Count the lines in the records below that contain the word "Debug", and give that figure alone.

>>

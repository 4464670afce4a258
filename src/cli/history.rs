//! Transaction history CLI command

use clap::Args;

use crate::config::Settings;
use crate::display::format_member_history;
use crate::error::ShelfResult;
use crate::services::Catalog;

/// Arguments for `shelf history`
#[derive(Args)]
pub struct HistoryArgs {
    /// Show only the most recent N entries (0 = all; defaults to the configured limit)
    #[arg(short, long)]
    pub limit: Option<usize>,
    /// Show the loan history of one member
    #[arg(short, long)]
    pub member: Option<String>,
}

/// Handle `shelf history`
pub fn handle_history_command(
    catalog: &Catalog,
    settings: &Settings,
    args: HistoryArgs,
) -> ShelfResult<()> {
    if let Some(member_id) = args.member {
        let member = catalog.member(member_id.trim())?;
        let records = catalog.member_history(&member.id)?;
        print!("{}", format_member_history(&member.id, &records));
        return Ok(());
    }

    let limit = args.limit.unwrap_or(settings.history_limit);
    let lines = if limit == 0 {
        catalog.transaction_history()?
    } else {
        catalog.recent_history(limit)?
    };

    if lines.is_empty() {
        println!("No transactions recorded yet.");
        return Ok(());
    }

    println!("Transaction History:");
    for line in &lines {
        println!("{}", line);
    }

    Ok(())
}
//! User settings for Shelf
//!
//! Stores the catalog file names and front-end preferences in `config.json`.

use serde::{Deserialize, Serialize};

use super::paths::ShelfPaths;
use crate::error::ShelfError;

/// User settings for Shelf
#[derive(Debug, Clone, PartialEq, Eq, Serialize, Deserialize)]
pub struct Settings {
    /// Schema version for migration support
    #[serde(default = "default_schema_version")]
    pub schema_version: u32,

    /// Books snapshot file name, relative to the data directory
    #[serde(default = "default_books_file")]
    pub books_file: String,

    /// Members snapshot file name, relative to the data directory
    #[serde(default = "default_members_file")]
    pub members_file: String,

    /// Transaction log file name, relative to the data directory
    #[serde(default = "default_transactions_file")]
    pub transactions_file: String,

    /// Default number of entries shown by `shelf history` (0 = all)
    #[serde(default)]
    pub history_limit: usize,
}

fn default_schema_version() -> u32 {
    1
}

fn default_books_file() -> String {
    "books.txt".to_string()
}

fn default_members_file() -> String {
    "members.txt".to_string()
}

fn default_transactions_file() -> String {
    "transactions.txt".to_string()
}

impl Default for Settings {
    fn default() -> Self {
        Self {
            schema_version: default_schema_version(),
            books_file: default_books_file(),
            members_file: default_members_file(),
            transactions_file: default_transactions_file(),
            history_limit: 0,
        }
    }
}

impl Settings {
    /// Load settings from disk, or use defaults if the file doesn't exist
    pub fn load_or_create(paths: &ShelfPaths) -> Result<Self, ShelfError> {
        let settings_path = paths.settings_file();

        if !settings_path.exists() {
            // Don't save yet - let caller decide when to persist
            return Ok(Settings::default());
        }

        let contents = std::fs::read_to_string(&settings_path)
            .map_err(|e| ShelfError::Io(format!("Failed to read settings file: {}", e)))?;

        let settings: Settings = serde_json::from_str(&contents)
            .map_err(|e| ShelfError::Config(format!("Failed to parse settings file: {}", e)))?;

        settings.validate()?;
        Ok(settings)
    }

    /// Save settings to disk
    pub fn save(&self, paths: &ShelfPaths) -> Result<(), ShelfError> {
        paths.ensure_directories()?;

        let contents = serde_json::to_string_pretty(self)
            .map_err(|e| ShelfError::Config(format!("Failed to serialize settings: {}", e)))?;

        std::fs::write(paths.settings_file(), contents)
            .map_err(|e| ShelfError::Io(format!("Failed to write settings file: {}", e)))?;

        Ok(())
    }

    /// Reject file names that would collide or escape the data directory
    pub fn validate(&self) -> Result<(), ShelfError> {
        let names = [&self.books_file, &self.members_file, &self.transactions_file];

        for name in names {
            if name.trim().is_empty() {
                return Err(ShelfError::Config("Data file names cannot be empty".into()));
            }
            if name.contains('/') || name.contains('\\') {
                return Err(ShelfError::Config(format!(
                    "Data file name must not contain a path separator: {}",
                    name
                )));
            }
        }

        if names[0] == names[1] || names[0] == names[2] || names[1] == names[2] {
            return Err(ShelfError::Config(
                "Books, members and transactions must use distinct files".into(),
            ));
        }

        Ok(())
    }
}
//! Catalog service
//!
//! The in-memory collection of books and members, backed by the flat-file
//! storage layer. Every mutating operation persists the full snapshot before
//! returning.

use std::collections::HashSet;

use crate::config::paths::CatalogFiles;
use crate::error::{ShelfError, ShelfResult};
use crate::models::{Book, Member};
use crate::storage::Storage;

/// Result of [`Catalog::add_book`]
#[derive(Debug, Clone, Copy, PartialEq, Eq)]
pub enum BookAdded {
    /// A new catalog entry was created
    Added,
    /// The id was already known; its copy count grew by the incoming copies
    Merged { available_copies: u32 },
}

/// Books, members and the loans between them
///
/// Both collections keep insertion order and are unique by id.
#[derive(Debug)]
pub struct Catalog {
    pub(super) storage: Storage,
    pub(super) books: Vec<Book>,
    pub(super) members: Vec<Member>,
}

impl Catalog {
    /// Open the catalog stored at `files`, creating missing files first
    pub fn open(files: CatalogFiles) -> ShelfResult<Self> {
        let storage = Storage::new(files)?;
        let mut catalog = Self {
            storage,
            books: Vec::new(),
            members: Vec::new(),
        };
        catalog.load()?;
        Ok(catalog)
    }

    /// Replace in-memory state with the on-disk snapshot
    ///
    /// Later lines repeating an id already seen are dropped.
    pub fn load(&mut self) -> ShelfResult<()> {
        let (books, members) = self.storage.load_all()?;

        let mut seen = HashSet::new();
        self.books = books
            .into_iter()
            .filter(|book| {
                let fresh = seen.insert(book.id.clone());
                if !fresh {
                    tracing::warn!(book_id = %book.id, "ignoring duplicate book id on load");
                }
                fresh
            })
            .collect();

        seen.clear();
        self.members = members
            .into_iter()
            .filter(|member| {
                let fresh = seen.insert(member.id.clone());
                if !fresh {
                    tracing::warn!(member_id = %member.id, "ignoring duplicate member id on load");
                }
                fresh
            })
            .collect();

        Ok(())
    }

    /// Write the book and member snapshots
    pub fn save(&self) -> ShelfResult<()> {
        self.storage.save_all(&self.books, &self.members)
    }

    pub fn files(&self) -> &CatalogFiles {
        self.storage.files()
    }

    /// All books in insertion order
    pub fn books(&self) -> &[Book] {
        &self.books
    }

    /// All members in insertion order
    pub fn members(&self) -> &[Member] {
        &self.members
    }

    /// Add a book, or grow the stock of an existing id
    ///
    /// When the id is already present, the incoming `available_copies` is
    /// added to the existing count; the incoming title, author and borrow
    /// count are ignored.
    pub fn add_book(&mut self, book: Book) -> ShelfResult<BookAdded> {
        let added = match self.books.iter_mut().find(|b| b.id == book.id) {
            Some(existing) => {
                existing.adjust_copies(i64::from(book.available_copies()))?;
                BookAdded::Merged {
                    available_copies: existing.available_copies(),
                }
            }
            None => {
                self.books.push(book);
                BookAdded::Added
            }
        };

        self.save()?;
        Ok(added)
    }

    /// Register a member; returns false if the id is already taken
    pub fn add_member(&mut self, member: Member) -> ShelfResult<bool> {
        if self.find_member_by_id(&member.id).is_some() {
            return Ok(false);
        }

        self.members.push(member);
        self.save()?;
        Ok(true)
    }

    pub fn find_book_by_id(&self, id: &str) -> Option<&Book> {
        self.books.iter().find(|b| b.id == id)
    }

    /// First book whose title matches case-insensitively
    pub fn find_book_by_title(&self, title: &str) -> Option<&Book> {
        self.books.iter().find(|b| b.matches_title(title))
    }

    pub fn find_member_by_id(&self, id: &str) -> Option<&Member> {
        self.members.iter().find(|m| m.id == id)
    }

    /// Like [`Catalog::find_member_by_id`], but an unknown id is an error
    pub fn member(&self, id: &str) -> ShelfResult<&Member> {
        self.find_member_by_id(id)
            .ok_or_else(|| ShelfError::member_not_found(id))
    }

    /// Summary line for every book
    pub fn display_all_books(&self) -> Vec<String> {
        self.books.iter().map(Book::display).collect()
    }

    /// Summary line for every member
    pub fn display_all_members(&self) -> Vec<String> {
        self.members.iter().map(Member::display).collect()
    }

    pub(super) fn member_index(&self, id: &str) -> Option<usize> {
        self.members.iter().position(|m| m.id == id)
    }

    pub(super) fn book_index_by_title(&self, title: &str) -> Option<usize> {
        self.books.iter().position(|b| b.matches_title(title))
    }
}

<<

_Final answer:_
3